━━ GIVEN DATA ━━

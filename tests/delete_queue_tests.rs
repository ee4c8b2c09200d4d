//! Deletion pipeline behavior against recording sinks.
//!
//! These run on the single-threaded test runtime: worker tasks only make
//! progress at await points, which makes the overflow test deterministic.

use std::sync::{Arc, Mutex};
use std::time::Duration;

use async_trait::async_trait;
use tokio::time::sleep;

use shortener::errors::{Result, ShortenerError};
use shortener::storages::delete::{DeleteQueue, DeleteQueueConfig, TombstoneSink};

/// Records every flushed batch.
#[derive(Default)]
struct RecordingSink {
    batches: Mutex<Vec<(String, Vec<String>)>>,
}

#[async_trait]
impl TombstoneSink for RecordingSink {
    async fn apply_tombstones(&self, owner_id: &str, short_codes: &[String]) -> Result<u64> {
        self.batches
            .lock()
            .unwrap()
            .push((owner_id.to_string(), short_codes.to_vec()));
        Ok(short_codes.len() as u64)
    }
}

impl RecordingSink {
    fn batches(&self) -> Vec<(String, Vec<String>)> {
        self.batches.lock().unwrap().clone()
    }

    fn applied_codes(&self) -> Vec<String> {
        self.batches()
            .into_iter()
            .flat_map(|(_, codes)| codes)
            .collect()
    }
}

fn codes(prefix: &str, count: usize) -> Vec<String> {
    (0..count).map(|i| format!("{}{:04}", prefix, i)).collect()
}

#[tokio::test]
async fn flushes_on_batch_timeout() {
    let sink = Arc::new(RecordingSink::default());
    let queue = DeleteQueue::start(
        sink.clone(),
        DeleteQueueConfig {
            capacity: 16,
            workers: 1,
            batch_size: 100,
            batch_timeout: Duration::from_millis(50),
        },
    );

    queue.enqueue("u-1", codes("a", 3));
    sleep(Duration::from_millis(250)).await;

    let mut applied = sink.applied_codes();
    applied.sort();
    assert_eq!(applied, codes("a", 3));

    queue.shutdown().await;
}

#[tokio::test]
async fn flushes_when_batch_fills_without_waiting_for_timer() {
    let sink = Arc::new(RecordingSink::default());
    let queue = DeleteQueue::start(
        sink.clone(),
        DeleteQueueConfig {
            capacity: 16,
            workers: 1,
            batch_size: 5,
            batch_timeout: Duration::from_secs(600),
        },
    );

    queue.enqueue("u-1", codes("a", 5));
    sleep(Duration::from_millis(100)).await;

    assert_eq!(sink.applied_codes().len(), 5);
    queue.shutdown().await;
}

#[tokio::test]
async fn groups_tasks_by_owner() {
    let sink = Arc::new(RecordingSink::default());
    let queue = DeleteQueue::start(
        sink.clone(),
        DeleteQueueConfig {
            capacity: 16,
            workers: 1,
            batch_size: 100,
            batch_timeout: Duration::from_secs(600),
        },
    );

    queue.enqueue("u-a", vec!["a1".to_string(), "a2".to_string()]);
    queue.enqueue("u-b", vec!["b1".to_string()]);
    queue.enqueue("u-a", vec!["a3".to_string()]);
    queue.shutdown().await;

    let batches = sink.batches();
    // One bulk write per owner group.
    assert_eq!(batches.len(), 2);

    for (owner, group) in &batches {
        match owner.as_str() {
            "u-a" => {
                let mut group = group.clone();
                group.sort();
                assert_eq!(group, vec!["a1", "a2", "a3"]);
            }
            "u-b" => assert_eq!(group, &vec!["b1".to_string()]),
            other => panic!("unexpected owner group: {}", other),
        }
    }
}

#[tokio::test]
async fn overflow_drops_tasks_without_blocking() {
    let sink = Arc::new(RecordingSink::default());
    let queue = DeleteQueue::start(
        sink.clone(),
        DeleteQueueConfig {
            capacity: 8,
            workers: 1,
            batch_size: 8,
            batch_timeout: Duration::from_secs(600),
        },
    );

    // The enqueue loop never yields, so the worker cannot drain the channel
    // mid-call: exactly the first 8 tasks are accepted, the rest dropped.
    queue.enqueue("u-1", codes("a", 100));
    queue.shutdown().await;

    assert_eq!(sink.applied_codes(), codes("a", 8));
}

#[tokio::test]
async fn shutdown_drains_accepted_tasks() {
    let sink = Arc::new(RecordingSink::default());
    let queue = DeleteQueue::start(
        sink.clone(),
        DeleteQueueConfig {
            capacity: 100,
            workers: 3,
            batch_size: 100,
            batch_timeout: Duration::from_secs(600),
        },
    );

    queue.enqueue("u-1", codes("a", 40));
    queue.shutdown().await;

    let mut applied = sink.applied_codes();
    applied.sort();
    assert_eq!(applied, codes("a", 40));
}

#[tokio::test]
async fn enqueue_after_shutdown_is_dropped() {
    let sink = Arc::new(RecordingSink::default());
    let queue = DeleteQueue::start(
        sink.clone(),
        DeleteQueueConfig {
            capacity: 16,
            workers: 2,
            batch_size: 100,
            batch_timeout: Duration::from_secs(600),
        },
    );

    queue.shutdown().await;
    queue.enqueue("u-1", codes("a", 3));

    assert!(sink.applied_codes().is_empty());
}

#[tokio::test]
async fn flush_failures_are_swallowed_and_do_not_stop_the_worker() {
    /// Fails the first flush, records the rest.
    struct FlakySink {
        failed_once: Mutex<bool>,
        inner: RecordingSink,
    }

    #[async_trait]
    impl TombstoneSink for FlakySink {
        async fn apply_tombstones(&self, owner_id: &str, short_codes: &[String]) -> Result<u64> {
            {
                let mut failed = self.failed_once.lock().unwrap();
                if !*failed {
                    *failed = true;
                    return Err(ShortenerError::storage("connection reset"));
                }
            }
            self.inner.apply_tombstones(owner_id, short_codes).await
        }
    }

    let sink = Arc::new(FlakySink {
        failed_once: Mutex::new(false),
        inner: RecordingSink::default(),
    });
    let queue = DeleteQueue::start(
        sink.clone(),
        DeleteQueueConfig {
            capacity: 16,
            workers: 1,
            batch_size: 2,
            batch_timeout: Duration::from_secs(600),
        },
    );

    queue.enqueue("u-1", codes("a", 2));
    sleep(Duration::from_millis(50)).await;
    // First batch was dropped on the floor (at-most-once), worker still alive.
    queue.enqueue("u-1", codes("b", 2));
    queue.shutdown().await;

    assert_eq!(sink.inner.applied_codes(), codes("b", 2));
}
//! In-memory backend for development and tests.
//!
//! A plain map behind one lock. No tombstones, no ownership: `get` never
//! returns `Gone`, listing is unsupported, and deletion is a no-op.

use std::collections::HashMap;
use std::sync::{RwLock, RwLockReadGuard, RwLockWriteGuard};

use async_trait::async_trait;
use tracing::debug;

use super::models::UserUrl;
use super::UrlStorage;
use crate::errors::{Result, ShortenerError};

#[derive(Default)]
pub struct MemoryStorage {
    urls: RwLock<HashMap<String, String>>,
}

impl MemoryStorage {
    pub fn new() -> Self {
        Self::default()
    }

    fn read_urls(&self) -> Result<RwLockReadGuard<'_, HashMap<String, String>>> {
        self.urls
            .read()
            .map_err(|_| ShortenerError::storage("url map lock poisoned"))
    }

    fn write_urls(&self) -> Result<RwLockWriteGuard<'_, HashMap<String, String>>> {
        self.urls
            .write()
            .map_err(|_| ShortenerError::storage("url map lock poisoned"))
    }
}

#[async_trait]
impl UrlStorage for MemoryStorage {
    async fn store(&self, short_code: &str, original_url: &str, _owner_id: &str) -> Result<()> {
        // Last write wins; the service pre-checks the code before storing.
        self.write_urls()?
            .insert(short_code.to_string(), original_url.to_string());
        Ok(())
    }

    async fn get(&self, short_code: &str) -> Result<String> {
        self.read_urls()?
            .get(short_code)
            .cloned()
            .ok_or_else(|| ShortenerError::not_found(short_code))
    }

    async fn list_by_owner(&self, _owner_id: &str) -> Result<Vec<UserUrl>> {
        Err(ShortenerError::not_implemented(
            "list_by_owner is not supported by the in-memory backend",
        ))
    }

    fn delete_batch(&self, owner_id: &str, short_codes: Vec<String>) {
        debug!(
            "delete_batch is a no-op on the in-memory backend ({} codes for owner {})",
            short_codes.len(),
            owner_id
        );
    }

    async fn close(&self) -> Result<()> {
        Ok(())
    }
}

━━━

TASK GOAL: Each line in the entries above that includes the word "unwrap" counts once; state the total and nothing else.

FINAL ANSWER: 3